Now here's part of the letter from Eleanor to Will:




Rain, rain, rain, it rained almost every minute for last three or four days and doesn’t act as tho there would be any stopping tonight –

Cute. She continues...

I have often wondered whether or not I am very different from others, this I know that within me there lies depth of affection with which I shall someday respond and I tell you truly that if that response is to be for you I shall give myself gladly without any stop or stay – but until I am sure may I offer you the best friendship of which I am capable with the privilege of telling you if that pure friendship should become more than friendship – Will, not for worlds would I be untrue to either you or myself by making a promise which I could not conscientiously keep – however I want you know of  and feel my interest in you and whatever you may do – you know there are somethings and some people in this life whom we can never forget no matter how wide the gulf that lies between or no matter how dark the night thru which we pass and I wish I could help you more in this perhaps most important period of your life…

Not saying no, in other words, but not quite saying yes, to giving herself to Will. The "important period," she refers to, I'm thinking, is the start of Will's career as a "veterinary practitioner" of sorts. Perhaps she hesitates to make a solid commitment, because he hasn't yet established himself. Or perhaps being married to someone who spends his days elbow deep in pigs and horses is something she seriously needs to mull over.

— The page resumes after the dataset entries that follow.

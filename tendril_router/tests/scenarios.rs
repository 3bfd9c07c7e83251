// Copyright 2026 the Tendril Authors
// SPDX-License-Identifier: Apache-2.0 OR MIT

//! End-to-end navigation scenarios.

use std::cell::{Cell, RefCell};
use std::rc::Rc;

use tendril_core::Runtime;
use tendril_core::node::NodeId;
use tendril_router::{History, Link, MemoryHistory, Route, RouteState, Router, RouterError};

fn setup(path: &str) -> (Runtime, Rc<MemoryHistory>) {
    let mut rt = Runtime::new();
    let history = Rc::new(MemoryHistory::new(path));
    Router::install(&mut rt, history.clone());
    (rt, history)
}

fn state_of(rt: &Runtime, head: NodeId) -> RouteState {
    let router = Router::get(rt).unwrap();
    rt.provided(head, router.route_kind()).unwrap().state()
}

/// An app with a home page and a user page. The root renders both child
/// routes fresh whenever it re-renders, so the handles live in cells.
struct App {
    root: NodeId,
    home: Rc<Cell<Option<NodeId>>>,
    users: Rc<Cell<Option<NodeId>>>,
    user_renders: Rc<RefCell<Vec<String>>>,
    link_to_7: Rc<Cell<Option<NodeId>>>,
}

impl App {
    fn home(&self) -> NodeId {
        self.home.get().unwrap()
    }

    fn users(&self) -> NodeId {
        self.users.get().unwrap()
    }
}

fn build_app(rt: &mut Runtime) -> App {
    let home_slot = Rc::new(Cell::new(None));
    let users_slot = Rc::new(Cell::new(None));
    let user_renders = Rc::new(RefCell::new(Vec::new()));
    let link_to_7 = Rc::new(Cell::new(None));

    let (home_cell, users_cell) = (Rc::clone(&home_slot), Rc::clone(&users_slot));
    let (log, link_cell) = (Rc::clone(&user_renders), Rc::clone(&link_to_7));
    let root = Route::new("")
        .render(move |rt, _| {
            let slot = Rc::clone(&link_cell);
            let home = Route::new("/")
                .exact()
                .render(move |rt, _| {
                    let link = Link::new("/users/7").track_history().build(rt)?;
                    slot.set(Some(link));
                    Ok(vec![rt.element("nav", [link])])
                })
                .build(rt)?;
            let log = Rc::clone(&log);
            let users = Route::new("/users/:id")
                .exact()
                .render(move |rt, params| {
                    let id = params["id"].clone();
                    log.borrow_mut().push(id.clone());
                    Ok(vec![rt.text(format!("user {id}"))])
                })
                .build(rt)?;
            home_cell.set(Some(home));
            users_cell.set(Some(users));
            Ok(vec![home, users])
        })
        .not_found(|rt, path| Ok(vec![rt.text(format!("404 {path}"))]))
        .build(rt)
        .unwrap();

    App {
        root,
        home: home_slot,
        users: users_slot,
        user_renders,
        link_to_7,
    }
}

#[test]
fn link_then_back_restores_home() {
    let (mut rt, history) = setup("/");
    let app = build_app(&mut rt);
    rt.mount([app.root]);
    let report = rt.settle();
    assert!(report.is_clean(), "{:?}", report.errors);

    assert_eq!(state_of(&rt, app.home()), RouteState::Idle);
    assert_eq!(state_of(&rt, app.users()), RouteState::Unmounted);
    // The root's pop listener plus the home link's.
    let baseline = history.listener_count();
    assert_eq!(baseline, 2);

    let link = app.link_to_7.get().unwrap();
    Link::activate(&mut rt, link).unwrap();
    assert_eq!(history.current_path(), "/users/7");
    assert_eq!(state_of(&rt, app.users()), RouteState::Idle);
    assert_eq!(state_of(&rt, app.home()), RouteState::Unmounted);
    assert_eq!(rt.tree().text_content(app.users()), "user 7");
    assert_eq!(*app.user_renders.borrow(), ["7"]);
    // Clearing home dropped the link's subscription right away.
    assert_eq!(history.listener_count(), baseline - 1);

    rt.settle();
    assert!(!rt.tree().is_alive(link), "the cleared link is reclaimed");

    assert!(Router::back(&mut rt).unwrap());
    assert_eq!(history.current_path(), "/");
    assert_eq!(state_of(&rt, app.home()), RouteState::Idle);
    assert_eq!(state_of(&rt, app.users()), RouteState::Unmounted);
    assert_eq!(rt.tree().text_content(app.users()), "");

    // Home rendered a fresh link, which subscribed again.
    rt.settle();
    assert_eq!(history.listener_count(), baseline);
    assert_ne!(app.link_to_7.get(), Some(link));
}

#[test]
fn forward_redraws_the_user_page_with_same_params_once() {
    let (mut rt, _) = setup("/");
    let app = build_app(&mut rt);
    rt.mount([app.root]);
    rt.settle();

    Router::navigate(&mut rt, "/users/7").unwrap();
    Router::back(&mut rt).unwrap();
    Router::forward(&mut rt).unwrap();
    assert_eq!(state_of(&rt, app.users()), RouteState::Idle);
    // Cleared in between, so the second visit renders again.
    assert_eq!(*app.user_renders.borrow(), ["7", "7"]);
}

#[test]
fn unknown_path_shows_not_found_and_recovers() {
    let (mut rt, history) = setup("/");
    let app = build_app(&mut rt);
    rt.mount([app.root]);
    rt.settle();

    Router::navigate(&mut rt, "/nowhere").unwrap();
    assert_eq!(history.current_path(), "/nowhere");
    assert_eq!(state_of(&rt, app.root), RouteState::NotFound);
    assert_eq!(rt.tree().text_content(app.root), "404 /nowhere");
    let old_home = app.home();
    let report = rt.settle();
    assert!(!rt.tree().is_alive(old_home), "replaced content is destroyed");
    assert!(report.is_clean(), "{:?}", report.errors);

    Router::back(&mut rt).unwrap();
    assert_eq!(state_of(&rt, app.root), RouteState::Idle);
    assert_eq!(state_of(&rt, app.home()), RouteState::Idle);
    assert_ne!(app.home(), old_home, "the root rendered a fresh home route");
}

#[test]
fn reusing_destroyed_content_is_reported() {
    let (mut rt, _) = setup("/users/7");
    let users = Route::new("/users/:id")
        .exact()
        .render(|rt, params| Ok(vec![rt.text(format!("user {}", params["id"]))]))
        .build(&mut rt)
        .unwrap();
    let app = Route::new("")
        .render(move |_, _| Ok(vec![users]))
        .not_found(|rt, path| Ok(vec![rt.text(format!("404 {path}"))]))
        .build(&mut rt)
        .unwrap();
    rt.mount([app]);
    rt.settle();
    assert_eq!(rt.tree().text_content(app), "user 7");

    Router::navigate(&mut rt, "/nowhere").unwrap();
    rt.settle();
    assert!(!rt.tree().is_alive(users));

    let err = Router::back(&mut rt).unwrap_err();
    assert!(matches!(err, RouterError::StaleContent(n) if n == users));
}

#[test]
fn every_link_to_the_current_path_is_active() {
    let (mut rt, _) = setup("/");
    let built = Rc::new(RefCell::new(Vec::new()));
    let slots = Rc::clone(&built);
    let root = Route::new("")
        .render(move |rt, _| {
            let links = vec![
                Link::new("/a").build(rt)?,
                Link::new("/a").build(rt)?,
                Link::new("/b").build(rt)?,
            ];
            slots.replace(links.clone());
            let menu = rt.element("menu", links);
            let page = Route::new("/a").exact().build(rt)?;
            Ok(vec![menu, page])
        })
        .build(&mut rt)
        .unwrap();
    rt.mount([root]);
    rt.settle();
    let links = built.borrow().clone();
    let [a1, a2, b] = links[..] else {
        panic!("the root renders three links");
    };

    Link::activate(&mut rt, a1).unwrap();
    let active: Vec<bool> = [a1, a2, b]
        .iter()
        .map(|&n| rt.tree().attribute(n, "aria-current").is_some())
        .collect();
    assert_eq!(active, [true, true, false]);

    Link::activate(&mut rt, b).unwrap();
    let active: Vec<bool> = [a1, a2, b]
        .iter()
        .map(|&n| rt.tree().attribute(n, "aria-current").is_some())
        .collect();
    assert_eq!(active, [false, false, true]);
}

#[test]
fn wrapper_elements_do_not_hide_child_routes() {
    let (mut rt, _) = setup("/docs/intro");
    let intro = Route::new("/intro")
        .exact()
        .render(|rt, _| Ok(vec![rt.text("intro")]))
        .build(&mut rt)
        .unwrap();
    let docs = Route::new("/docs")
        .render(move |rt, _| {
            let section = rt.element("section", [intro]);
            let main = rt.element("main", [section]);
            Ok(vec![main])
        })
        .build(&mut rt)
        .unwrap();
    let root = Route::new("")
        .render(move |rt, _| Ok(vec![rt.element("div", [docs])]))
        .build(&mut rt)
        .unwrap();
    rt.mount([root]);
    let report = rt.settle();
    assert!(report.is_clean(), "{:?}", report.errors);

    assert_eq!(state_of(&rt, docs), RouteState::Idle);
    assert_eq!(state_of(&rt, intro), RouteState::Idle);
    assert_eq!(rt.tree().text_content(root), "intro");
}

#[test]
fn moving_a_route_keeps_its_capability() {
    let (mut rt, history) = setup("/");
    let root = Route::new("").build(&mut rt).unwrap();
    let left = rt.element("left", [root]);
    let right = rt.element("right", []);
    rt.mount([left, right]);
    rt.settle();
    assert_eq!(history.listener_count(), 1);

    rt.tree_mut().reparent(root, right);
    let report = rt.settle();
    assert_eq!(report.reclaimed, 0, "a move is not a delete");
    assert_eq!(history.listener_count(), 1);
    let router = Router::get(&rt).unwrap();
    assert!(rt.provided(root, router.route_kind()).is_some());
}

#[test]
fn render_errors_surface_from_navigation() {
    #[derive(Debug)]
    struct Broken;
    impl std::fmt::Display for Broken {
        fn fmt(&self, f: &mut std::fmt::Formatter<'_>) -> std::fmt::Result {
            f.write_str("broken page")
        }
    }
    impl std::error::Error for Broken {}

    let (mut rt, _) = setup("/");
    let bad = Route::new("/bad")
        .render(|_, _| Err(RouterError::render(Broken)))
        .build(&mut rt)
        .unwrap();
    let root = Route::new("")
        .render(move |_, _| Ok(vec![bad]))
        .build(&mut rt)
        .unwrap();
    rt.mount([root]);
    rt.settle();

    let err = Router::navigate(&mut rt, "/bad").unwrap_err();
    assert!(matches!(err, RouterError::Render(_)));
    assert_eq!(err.to_string(), "render failed: broken page");
}
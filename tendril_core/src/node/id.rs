// Copyright 2026 the Tendril Authors
// SPDX-License-Identifier: Apache-2.0 OR MIT

//! Node identity types.

use core::fmt;

/// Sentinel value indicating "no node" in index fields.
pub const INVALID: u32 = u32::MAX;

/// A handle to a node in a [`NodeTree`](super::NodeTree).
///
/// Contains both a slot index and a generation counter so that stale handles
/// can be detected after a node is destroyed and the slot is reused.
#[derive(Clone, Copy, PartialEq, Eq, PartialOrd, Ord, Hash)]
pub struct NodeId {
    /// Slot index into the tree's arrays.
    pub(crate) idx: u32,
    /// Generation counter; must match the tree's generation for this slot.
    pub(crate) generation: u32,
}

impl NodeId {
    /// Returns the raw slot index (for diagnostics only).
    #[inline]
    #[must_use]
    pub const fn index(self) -> u32 {
        self.idx
    }

    /// Returns the generation counter.
    #[inline]
    #[must_use]
    pub const fn generation(self) -> u32 {
        self.generation
    }
}

impl fmt::Debug for NodeId {
    fn fmt(&self, f: &mut fmt::Formatter<'_>) -> fmt::Result {
        write!(f, "NodeId({}@gen{})", self.idx, self.generation)
    }
}

impl fmt::Display for NodeId {
    fn fmt(&self, f: &mut fmt::Formatter<'_>) -> fmt::Result {
        write!(f, "#{}.{}", self.idx, self.generation)
    }
}
// Copyright 2026 the Tendril Authors
// SPDX-License-Identifier: Apache-2.0 OR MIT

//! Path patterns.
//!
//! A pattern is literal text with `:name` segments. Literal text matches
//! itself; a `:name` segment matches one or more characters up to the next
//! `/` and captures them under `name`. Matching is always anchored at the
//! start of the path. An *exact* pattern must also consume the whole path;
//! otherwise it matches any path it is a prefix of, and the rest is handed to
//! child routes.

use std::collections::BTreeMap;
use std::fmt::Write as _;

use regex::Regex;

use crate::error::PatternError;

/// Captured parameters by name.
pub type Params = BTreeMap<String, String>;

/// A successful prefix match.
#[derive(Clone, Debug, PartialEq, Eq)]
pub struct PathMatch {
    /// Bytes of the path consumed by the pattern.
    pub consumed: usize,
    /// Captured parameters.
    pub params: Params,
}

/// A compiled path pattern.
#[derive(Clone, Debug)]
pub struct Pattern {
    source: String,
    exact: bool,
    regex: Regex,
    params: Vec<String>,
}

impl Pattern {
    /// Compiles `path`. Parameter names must be identifiers and unique.
    pub fn compile(path: &str, exact: bool) -> Result<Self, PatternError> {
        Self::build(path, exact, false)
    }

    /// Compiles the fully-qualified pattern for a route whose ancestors'
    /// patterns concatenate to `prefix`. It is exact if `own` is.
    ///
    /// Ancestors may reuse a child's parameter names; only the trailing
    /// groups belonging to `own` are reported by
    /// [`match_own`](Self::match_own).
    pub(crate) fn qualified(prefix: &str, own: &Self) -> Result<Self, PatternError> {
        let mut path = String::with_capacity(prefix.len() + own.source.len());
        path.push_str(prefix);
        path.push_str(&own.source);
        Self::build(&path, own.exact, true)
    }

    fn build(path: &str, exact: bool, allow_repeats: bool) -> Result<Self, PatternError> {
        let mut expr = String::from("^");
        let mut params: Vec<String> = Vec::new();
        let mut rest = path;
        while let Some(colon) = rest.find(':') {
            expr.push_str(&regex::escape(&rest[..colon]));
            let after = &rest[colon + 1..];
            let end = after.find('/').unwrap_or(after.len());
            let name = &after[..end];
            if !is_identifier(name) {
                return Err(PatternError::InvalidParam {
                    path: path.to_owned(),
                    name: name.to_owned(),
                });
            }
            if !allow_repeats && params.iter().any(|p| p == name) {
                return Err(PatternError::DuplicateParam {
                    path: path.to_owned(),
                    name: name.to_owned(),
                });
            }
            expr.push_str("([^/]+)");
            params.push(name.to_owned());
            rest = &after[end..];
        }
        expr.push_str(&regex::escape(rest));
        if exact {
            expr.push('$');
        }
        let regex = Regex::new(&expr).map_err(|e| PatternError::Regex(e.to_string()))?;
        Ok(Self {
            source: path.to_owned(),
            exact,
            regex,
            params,
        })
    }

    /// Returns the pattern text as written.
    #[must_use]
    pub fn source(&self) -> &str {
        &self.source
    }

    /// Returns whether the pattern must consume the whole path.
    #[must_use]
    pub fn is_exact(&self) -> bool {
        self.exact
    }

    /// Returns the parameter names, in order of appearance.
    #[must_use]
    pub fn params(&self) -> &[String] {
        &self.params
    }

    /// Returns the generated regular expression (for diagnostics).
    #[must_use]
    pub fn expression(&self) -> &str {
        self.regex.as_str()
    }

    /// Matches the start of `path`.
    #[must_use]
    pub fn match_prefix(&self, path: &str) -> Option<PathMatch> {
        self.match_tail(path, self.params.len())
    }

    /// Matches the start of `path`, reporting only the last `own` parameters.
    #[must_use]
    pub(crate) fn match_own(&self, path: &str, own: usize) -> Option<PathMatch> {
        self.match_tail(path, own)
    }

    fn match_tail(&self, path: &str, keep: usize) -> Option<PathMatch> {
        let caps = self.regex.captures(path)?;
        let consumed = caps.get(0).map_or(0, |m| m.end());
        let skip = self.params.len().saturating_sub(keep);
        let params = self
            .params
            .iter()
            .enumerate()
            .skip(skip)
            .filter_map(|(i, name)| {
                caps.get(i + 1)
                    .map(|m| (name.clone(), m.as_str().to_owned()))
            })
            .collect();
        Some(PathMatch { consumed, params })
    }
}

fn is_identifier(name: &str) -> bool {
    let mut chars = name.chars();
    matches!(chars.next(), Some(c) if c.is_ascii_alphabetic() || c == '_')
        && chars.all(|c| c.is_ascii_alphanumeric() || c == '_')
}

impl std::fmt::Display for Pattern {
    fn fmt(&self, f: &mut std::fmt::Formatter<'_>) -> std::fmt::Result {
        f.write_str(&self.source)?;
        if self.exact {
            f.write_char('$')?;
        }
        Ok(())
    }
}

#[cfg(test)]
mod tests {
    use super::*;

    fn params(pairs: &[(&str, &str)]) -> Params {
        pairs
            .iter()
            .map(|(k, v)| ((*k).to_owned(), (*v).to_owned()))
            .collect()
    }

    #[test]
    fn exact_user_pattern() {
        let p = Pattern::compile("/users/:id", true).unwrap();
        let m = p.match_prefix("/users/42").expect("should match");
        assert_eq!(m.params, params(&[("id", "42")]));
        assert_eq!(m.consumed, "/users/42".len());
        assert!(p.match_prefix("/users").is_none(), "missing segment");
        assert!(p.match_prefix("/users/42/edit").is_none(), "trailing segment");
    }

    #[test]
    fn prefix_match_leaves_the_rest() {
        let p = Pattern::compile("/pages", false).unwrap();
        let m = p.match_prefix("/pages/2").unwrap();
        assert_eq!(&"/pages/2"[m.consumed..], "/2");
        assert!(m.params.is_empty());
        assert!(p.match_prefix("/about").is_none());
    }

    #[test]
    fn empty_pattern_matches_everything() {
        let p = Pattern::compile("", false).unwrap();
        assert_eq!(p.match_prefix("/x/y").unwrap().consumed, 0);
        assert_eq!(p.match_prefix("").unwrap().consumed, 0);
        let exact = Pattern::compile("", true).unwrap();
        assert!(exact.match_prefix("").is_some());
        assert!(exact.match_prefix("/").is_none());
    }

    #[test]
    fn literal_text_is_escaped() {
        let p = Pattern::compile("/a.b+(c)", true).unwrap();
        assert!(p.match_prefix("/a.b+(c)").is_some());
        assert!(p.match_prefix("/axbb(c)").is_none());
    }

    #[test]
    fn several_params() {
        let p = Pattern::compile("/:org/repos/:repo", false).unwrap();
        let m = p.match_prefix("/linebender/repos/vello/issues").unwrap();
        assert_eq!(m.params, params(&[("org", "linebender"), ("repo", "vello")]));
        assert_eq!(p.params(), ["org", "repo"]);
    }

    #[test]
    fn invalid_names_are_rejected() {
        assert!(matches!(
            Pattern::compile("/users/:", true),
            Err(PatternError::InvalidParam { .. })
        ));
        assert!(matches!(
            Pattern::compile("/users/:1st", true),
            Err(PatternError::InvalidParam { .. })
        ));
        assert!(matches!(
            Pattern::compile("/:id/:id", true),
            Err(PatternError::DuplicateParam { .. })
        ));
    }

    #[test]
    fn qualified_pattern_reports_own_params_only() {
        let own = Pattern::compile("/posts/:id", true).unwrap();
        let q = Pattern::qualified("/users/:id", &own).unwrap();
        assert!(q.is_exact());
        let m = q.match_own("/users/1/posts/2", own.params().len()).unwrap();
        assert_eq!(m.params, params(&[("id", "2")]));
        assert_eq!(m.consumed, "/users/1/posts/2".len());
        assert!(q.match_own("/users/1/posts/2/edit", 1).is_none());
    }
}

Can we not face whatever comes a little the better for having had the experience of knowing each other?

It's possible the hesitation might even be due to Will's adopted mother-figure and the volatility of that relationship. Perhaps it has already created a rift in their burgeoning relationship. 


And for part of which I feel myself responsible, and I offer you all that I can and be true to both of us – the more I say the more useless and empty do the words sound so take me at my word is all I ask and take and use fully whatever I offer will you?

There's an apology here for sure. This is not what Will wanted to hear, and it gives me the sense that whoever his wife ended up being (my guess is the Emma of a certain telegram to be seen later) it is not Eleanor. And who could blame her. Busybody Mae stuck her nose in early. View the below.
This is a clipping that, supposedly, Mae delivered to Eleanor. Like a real bitch. The content is obviously referring to Will's health being not-so-spectacular. So many of the letters refer to this, whatever it may be. Perhaps he went to Cali to improve his health. Certainly better off there than Michigan if you're a person with health problems. I can testify to that. But Will can't have been happy about this kind of meddling. Especially since it can only hurt his chances with Eleanor more. Like the people in this silly little news-clipping story, she might not want to marry a sick person. As a dented can myself, I would certainly not have appreciated the insinuation implied. Perhaps this is what Mae intended, perhaps not. But an intriguing possibility, no?